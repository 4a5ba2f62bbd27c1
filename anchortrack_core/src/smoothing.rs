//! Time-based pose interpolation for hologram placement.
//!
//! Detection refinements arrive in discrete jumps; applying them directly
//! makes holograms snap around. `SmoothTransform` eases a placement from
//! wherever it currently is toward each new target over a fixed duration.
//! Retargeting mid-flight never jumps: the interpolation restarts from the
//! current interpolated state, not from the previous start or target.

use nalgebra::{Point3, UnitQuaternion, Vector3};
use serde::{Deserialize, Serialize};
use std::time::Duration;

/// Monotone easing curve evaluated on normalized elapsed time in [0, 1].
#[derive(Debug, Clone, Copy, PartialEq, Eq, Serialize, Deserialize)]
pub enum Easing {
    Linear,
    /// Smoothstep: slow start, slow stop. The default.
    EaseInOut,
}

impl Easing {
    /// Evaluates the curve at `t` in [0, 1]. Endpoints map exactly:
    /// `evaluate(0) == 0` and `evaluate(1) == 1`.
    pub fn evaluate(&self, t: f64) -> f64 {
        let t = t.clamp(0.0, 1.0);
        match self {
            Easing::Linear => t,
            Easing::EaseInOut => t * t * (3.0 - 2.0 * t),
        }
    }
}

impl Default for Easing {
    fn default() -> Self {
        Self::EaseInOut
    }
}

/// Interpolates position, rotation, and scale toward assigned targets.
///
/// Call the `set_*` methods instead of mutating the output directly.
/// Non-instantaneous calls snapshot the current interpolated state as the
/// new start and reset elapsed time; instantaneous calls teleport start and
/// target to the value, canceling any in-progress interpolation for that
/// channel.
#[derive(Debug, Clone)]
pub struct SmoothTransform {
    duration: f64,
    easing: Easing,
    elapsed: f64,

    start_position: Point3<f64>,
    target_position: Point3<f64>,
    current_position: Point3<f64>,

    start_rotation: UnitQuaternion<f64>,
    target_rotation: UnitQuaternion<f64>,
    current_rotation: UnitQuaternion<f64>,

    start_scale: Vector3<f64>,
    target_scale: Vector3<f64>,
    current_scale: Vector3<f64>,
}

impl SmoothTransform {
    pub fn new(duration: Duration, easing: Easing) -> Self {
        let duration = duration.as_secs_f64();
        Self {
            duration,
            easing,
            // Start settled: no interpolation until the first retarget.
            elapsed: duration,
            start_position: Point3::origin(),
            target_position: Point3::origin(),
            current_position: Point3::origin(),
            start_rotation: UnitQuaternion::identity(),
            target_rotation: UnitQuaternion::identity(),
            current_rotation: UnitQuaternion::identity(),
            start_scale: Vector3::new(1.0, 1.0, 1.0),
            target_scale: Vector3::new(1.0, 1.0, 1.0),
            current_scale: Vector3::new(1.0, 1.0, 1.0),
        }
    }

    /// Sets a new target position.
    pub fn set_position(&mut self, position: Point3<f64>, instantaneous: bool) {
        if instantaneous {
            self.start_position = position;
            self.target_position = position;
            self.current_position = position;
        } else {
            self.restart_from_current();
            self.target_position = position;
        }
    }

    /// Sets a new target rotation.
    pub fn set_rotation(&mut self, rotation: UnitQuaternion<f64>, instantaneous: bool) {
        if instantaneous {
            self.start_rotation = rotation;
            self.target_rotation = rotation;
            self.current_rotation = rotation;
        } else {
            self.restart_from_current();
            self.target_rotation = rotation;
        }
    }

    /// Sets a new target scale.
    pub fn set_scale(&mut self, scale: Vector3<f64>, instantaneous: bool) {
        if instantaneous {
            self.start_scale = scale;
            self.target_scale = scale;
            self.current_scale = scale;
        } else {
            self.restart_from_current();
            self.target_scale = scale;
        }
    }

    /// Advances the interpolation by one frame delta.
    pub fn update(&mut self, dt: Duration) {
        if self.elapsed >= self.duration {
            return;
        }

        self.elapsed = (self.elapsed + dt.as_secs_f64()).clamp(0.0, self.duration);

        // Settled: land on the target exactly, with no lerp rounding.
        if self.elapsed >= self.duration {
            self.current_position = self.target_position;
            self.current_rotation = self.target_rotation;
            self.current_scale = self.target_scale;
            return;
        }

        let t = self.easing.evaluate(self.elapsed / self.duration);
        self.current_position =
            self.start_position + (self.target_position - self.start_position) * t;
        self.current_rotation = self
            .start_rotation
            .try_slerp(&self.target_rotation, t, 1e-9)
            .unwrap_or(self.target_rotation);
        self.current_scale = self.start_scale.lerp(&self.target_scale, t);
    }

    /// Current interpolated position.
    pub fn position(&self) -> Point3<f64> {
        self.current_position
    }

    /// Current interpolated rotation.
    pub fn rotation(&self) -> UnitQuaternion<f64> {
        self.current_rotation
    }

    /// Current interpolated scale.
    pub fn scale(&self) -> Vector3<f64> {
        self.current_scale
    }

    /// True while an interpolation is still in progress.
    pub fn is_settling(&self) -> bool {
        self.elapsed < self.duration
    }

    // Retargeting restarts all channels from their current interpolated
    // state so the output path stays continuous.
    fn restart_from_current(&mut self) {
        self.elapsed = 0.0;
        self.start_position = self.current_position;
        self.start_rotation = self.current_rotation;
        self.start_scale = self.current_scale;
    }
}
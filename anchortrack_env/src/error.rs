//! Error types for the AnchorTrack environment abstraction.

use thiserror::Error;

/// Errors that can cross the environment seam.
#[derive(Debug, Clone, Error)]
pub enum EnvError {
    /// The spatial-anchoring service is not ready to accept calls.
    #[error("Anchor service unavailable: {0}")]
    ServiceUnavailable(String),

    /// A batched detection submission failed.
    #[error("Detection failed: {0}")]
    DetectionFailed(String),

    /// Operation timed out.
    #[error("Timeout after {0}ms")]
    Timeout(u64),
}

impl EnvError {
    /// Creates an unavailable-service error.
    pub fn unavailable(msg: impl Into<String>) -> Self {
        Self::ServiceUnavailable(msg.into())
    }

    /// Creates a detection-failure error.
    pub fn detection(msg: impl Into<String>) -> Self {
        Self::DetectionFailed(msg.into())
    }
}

▶ WHAT NEEDS TO BE DONE: Reproduce exactly, and only, the lines from the start of the entries through the one that contains "Eq, Serialize, Deserialize)]".

▶ COMPLETED TASK:
repository 4a5ba2f62bbd27c1
filename anchortrack_core/src/smoothing.rs
//! Time-based pose interpolation for hologram placement.
//!
//! Detection refinements arrive in discrete jumps; applying them directly
//! makes holograms snap around. `SmoothTransform` eases a placement from
//! wherever it currently is toward each new target over a fixed duration.
//! Retargeting mid-flight never jumps: the interpolation restarts from the
//! current interpolated state, not from the previous start or target.

use nalgebra::{Point3, UnitQuaternion, Vector3};
use serde::{Deserialize, Serialize};
use std::time::Duration;

/// Monotone easing curve evaluated on normalized elapsed time in [0, 1].
#[derive(Debug, Clone, Copy, PartialEq, Eq, Serialize, Deserialize)]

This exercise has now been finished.